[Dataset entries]
········

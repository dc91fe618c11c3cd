use crate::Role;

use std::str::FromStr;

#[test]
fn test_role_as_str() {
    assert_eq!(Role::Admin.as_str(), "Admin");
    assert_eq!(Role::Member.as_str(), "Member");
    assert_eq!(Role::Developer.as_str(), "Developer");
}

#[test]
fn test_role_from_str_is_case_insensitive() {
    assert_eq!(Role::from_str("admin").unwrap(), Role::Admin);
    assert_eq!(Role::from_str("Admin").unwrap(), Role::Admin);
    assert_eq!(Role::from_str("MEMBER").unwrap(), Role::Member);
    assert_eq!(Role::from_str(" developer ").unwrap(), Role::Developer);
    assert!(Role::from_str("superuser").is_err());
}

#[test]
fn test_role_serializes_canonical_casing() {
    let role: Role = serde_json::from_str(r#""member""#).unwrap();
    assert_eq!(serde_json::to_string(&role).unwrap(), r#""Member""#);
}

#[test]
fn test_role_capabilities() {
    assert!(Role::Admin.can_manage_members());
    assert!(!Role::Developer.can_manage_members());
    assert!(!Role::Member.can_manage_members());

    assert!(Role::Admin.can_manage_matches());
    assert!(Role::Developer.can_manage_matches());
    assert!(!Role::Member.can_manage_matches());
}
use crate::tests::{logged_in_app, offline_app};
use crate::views::{MatchList, MatchesView};
use crate::{App, AppSettings};

use mm_api::ApiClient;
use mm_config::MatchesMode;
use mm_core::{Candidate, Gender, Role};
use mm_session::{MemoryStore, SessionStore};

use std::time::Duration;

fn pending_app() -> App<MemoryStore> {
    let mut app = App::new(
        SessionStore::new(MemoryStore::new()),
        ApiClient::new(crate::tests::UNROUTABLE, Duration::from_secs(1)).unwrap(),
        AppSettings {
            capacity: 3,
            matches_mode: MatchesMode::Pending,
        },
    );
    app.session
        .login(crate::tests::identity(Role::Member))
        .unwrap();
    app
}

#[tokio::test]
async fn given_pending_mode_when_load_then_lists_recorded_likes() {
    let mut app = pending_app();
    app.session
        .record_pending_likes(&[Candidate::new(2, "bob").with_gender(Gender::Male)]);
    let mut view = MatchesView::new();

    assert!(view.load(&app).await.is_none());

    match view.state().data() {
        Some(MatchList::Pending(likes)) => assert_eq!(likes.len(), 1),
        other => panic!("unexpected state {other:?}"),
    }
}

#[tokio::test]
async fn given_member_when_generate_then_refused() {
    let app = logged_in_app(Role::Member);
    let mut view = MatchesView::new();

    let notice = view.generate(&app).await;

    assert!(notice.is_failure());
    assert!(notice.message.contains("admins and developers"));
}

#[tokio::test]
async fn given_developer_when_clear_unconfirmed_then_nothing_sent() {
    let mut app = logged_in_app(Role::Developer);
    let mut view = MatchesView::new();

    let notice = view.clear(&mut app, false).await;

    assert!(notice.is_failure());
    assert!(notice.message.contains("--yes"));
}

#[tokio::test]
async fn given_no_identity_when_clear_then_refused() {
    let mut app = offline_app();
    let mut view = MatchesView::new();

    assert!(view.clear(&mut app, true).await.is_failure());
}

#[tokio::test]
async fn given_member_in_mutual_mode_when_clear_then_refused() {
    let mut app = logged_in_app(Role::Member);
    let mut view = MatchesView::new();

    let notice = view.clear(&mut app, true).await;

    assert!(notice.is_failure());
    assert!(notice.message.contains("admins and developers"));
}

#[tokio::test]
async fn given_member_in_pending_mode_when_clear_confirmed_then_local_likes_removed() {
    let mut app = pending_app();
    app.session
        .record_pending_likes(&[Candidate::new(2, "bob").with_gender(Gender::Male)]);
    let mut view = MatchesView::new();
    view.load(&app).await;

    let notice = view.clear(&mut app, true).await;

    assert!(!notice.is_failure());
    assert!(app.session.pending_likes().is_empty());
    assert_eq!(view.state().data().map(MatchList::is_empty), Some(true));

    let mut reopened = MatchesView::new();
    reopened.load(&app).await;
    assert_eq!(reopened.state().data().map(MatchList::len), Some(0));
}

#[tokio::test]
async fn given_member_in_pending_mode_when_clear_unconfirmed_then_likes_kept() {
    let mut app = pending_app();
    app.session.record_pending_likes(&[Candidate::new(2, "bob")]);
    let mut view = MatchesView::new();

    let notice = view.clear(&mut app, false).await;

    assert!(notice.message.contains("--yes"));
    assert_eq!(app.session.pending_likes().len(), 1);
}

#[test]
fn given_view_left_when_load_finishes_then_dropped() {
    let mut view = MatchesView::new();
    let ticket = view.begin_load();
    view.leave();

    assert!(view.finish_load(ticket, Ok(MatchList::Mutual(Vec::new()))).is_none());
    assert!(view.state().is_loading());
}

#[test]
fn test_match_list_serializes_with_mode_tag() {
    let list = MatchList::Pending(vec![Candidate::new(2, "bob")]);
    let json = serde_json::to_value(&list).unwrap();

    assert_eq!(json["mode"], "pending");
    assert_eq!(json["entries"][0]["username"], "bob");
    assert_eq!(list.len(), 1);
}
pub mod file_store;
pub mod memory_store;

use crate::StorageErrorResult;

/// Key holding the serialized identity of the signed-in user.
pub const IDENTITY_KEY: &str = "x-user";
/// Key holding the in-progress selection.
pub const SELECTION_KEY: &str = "x-selection";
/// Key holding likes submitted from this client, for the pending matches view.
pub const PENDING_LIKES_KEY: &str = "x-likes";

/// String key-value store that outlives the process.
///
/// No transactional guarantees are made across keys.
pub trait KeyValueStore {
    fn get(&self, key: &str) -> StorageErrorResult<Option<String>>;

    fn set(&mut self, key: &str, value: &str) -> StorageErrorResult<()>;

    /// Removing a missing key is not an error.
    fn remove(&mut self, key: &str) -> StorageErrorResult<()>;

    /// Removes every key owned by this store.
    fn clear(&mut self) -> StorageErrorResult<()>;

    /// Takes an unreadable value out of service.
    ///
    /// The default simply removes it; stores that can keep a copy for
    /// inspection override this.
    fn quarantine(&mut self, key: &str) -> StorageErrorResult<()> {
        self.remove(key)
    }
}
mod client;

········

From the data above, pick out each line containing "selection" and copy it.

/// Key holding the in-progress selection.
pub const SELECTION_KEY: &str = "x-selection";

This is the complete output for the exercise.